The party that had literally gone into a physical altercation with activists of the Jatiyo Party, and has been vocal regarding the ban, is Gonoodhikar Parishad. In a recent exchange of attacks, the law enforcement had interfered and beaten Gonoodhikar’s head, Nurul Haq Nur, to the extent that he had to be sent to Singapore Hospital for better treatment. However, after Nur's health improved, he has also noticeably been quieter than expected, particularly in his stance on banning the Jatiyo Party -- most likely because he has secured a seat for himself with “blessings” from the BNP, as an ally.
BNP's so-called mature politics
BNP’s stance on not banning the Awami League or the Jatiyo Party might seem like a mature one, especially since they are the party that lost thousands of activists in crossfires and beatings during the Hasina regime.
It is evident that the BNP is more interested in elections than in any sort of reforms, party ban, need for referendums, or other changes, as they are fully prepared for the likelihood of winning an overwhelming majority in the absence of the Awami League.
In fact, they are so hungry for power that some members of the BNP even made headlines right after Hasina’s fall, for their comments on being comfortable with the severely tailored constitution (which curtails democratic rights) imposed by Hasina.
Their argument for requiring people to have a direct impact on any changes, which is possible solely through the voting process, is entirely understandable. On the other hand, seeming like a “mature” political party that values democracy, is tolerant, and is not revengeful, and is prepared to listen to even those outside the July bubble, in favour of inclusivity, all are understandably priorities for the BNP.
Hence, giving the space to Jatiyo Party to operate, and not being in favour of prosecuting GM Quader, is only in the BNP's best interest, although even non-political personnel have lately been picked up by the law enforcement for their slightest affiliation with the Awami League.
As the currently largest political party, BNP’s support for the Jatiyo Party and Quader, for their own best interest, would mean that the Jatiyo Party would participate in the polls.

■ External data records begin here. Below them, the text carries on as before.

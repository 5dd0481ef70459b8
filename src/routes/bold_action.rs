use actix_web::{get, put, web, HttpRequest, HttpResponse};
use chrono::Utc;

use crate::auth::identity;
use crate::database::parse_id;
use crate::error::{AppError, Result};
use crate::events::ProgressEvent;
use crate::models::{
    bold_action::{BoldAction, BoldActionCompletion, BoldActionResponse},
    role::Capability,
};
use crate::state::AppState;

#[get("/bold-actions")]
pub async fn get_bold_actions(
    state: web::Data<AppState>,
    req: HttpRequest,
) -> Result<HttpResponse> {
    let identity = identity(&req)?;
    let user = identity.require(Capability::ViewOwnProgress)?;

    let actions = BoldAction::find_by_user(&state.db, &user.id()?).await?;
    let actions: Vec<BoldActionResponse> = actions.iter().map(BoldActionResponse::from).collect();
    Ok(HttpResponse::Ok().json(actions))
}
#[put("/bold-actions/{bold_action_id}/complete")]
pub async fn complete_bold_action(
    state: web::Data<AppState>,
    bold_action_id: web::Path<String>,
    payload: web::Json<BoldActionCompletion>,
    req: HttpRequest,
) -> Result<HttpResponse> {
    let identity = identity(&req)?;
    let user = identity.require(Capability::CompleteBoldAction)?;
    let bold_action_id = parse_id(&bold_action_id)?;

    let mut action = BoldAction::find_by_id(&state.db, &bold_action_id)
        .await?
        .ok_or_else(|| AppError::not_found("BOLD_ACTION_NOT_FOUND"))?;
    if Some(action.user_id) != user._id {
        return Err(AppError::PermissionDenied);
    }

    action.complete(payload.into_inner(), Utc::now())?;
    let _id = action.save_completion(&state.db).await?;
    tracing::info!(bold_action_id = %_id, user_id = %action.user_id, "bold action completed");
    state.events.publish(ProgressEvent::BoldActionCompleted {
        user_id: action.user_id.to_hex(),
        bold_action_id: _id.to_hex(),
    });
    Ok(HttpResponse::Ok().body(_id.to_string()))
}
use mongodb::{bson::oid::ObjectId, options::ClientOptions, Client, Database};
use std::str::FromStr;

use crate::error::{AppError, Result};

pub const USERS: &str = "users";
pub const COMPANIES: &str = "companies";
pub const INVITES: &str = "invites";
pub const TRAININGS: &str = "trainings";
pub const TRAINING_PROGRESS: &str = "training-progress";
pub const WORKSHEETS: &str = "worksheets";
pub const BOLD_ACTIONS: &str = "bold-actions";
pub const STANDUPS: &str = "standups";

pub async fn connect(uri: &str, name: &str) -> Result<Database> {
    let mut options = ClientOptions::parse(uri).await?;
    options.app_name = Some("brilliant-os-server".to_string());

    let client = Client::with_options(options)?;
    tracing::info!(database = name, "connected to document store");
    Ok(client.database(name))
}

pub fn parse_id(raw: &str) -> Result<ObjectId> {
    ObjectId::from_str(raw).map_err(|_| AppError::validation("INVALID_ID"))
}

Needless to say, a significant number of the Awami League’s votes would shift towards the Jatiyo Party, since the hardcore Awami League voters would have no other place to cast their ballots.
Suppose the Jatiyo Party makes it to parliament as the main opposition. In that case, it will be the first time in 17 years that they will genuinely participate, rather than coming through any negotiation. However, we may, unfortunately, witness Awami League leaders in the parliament under the guise of Jatiyo Party, and I hope the BNP is ready to take responsibility (or the blame).
Saquib Rahman is an Advocate, political analyst, and the editor of Progress Magazine. He also teaches law at North South University. Opinions expressed are the writer's own.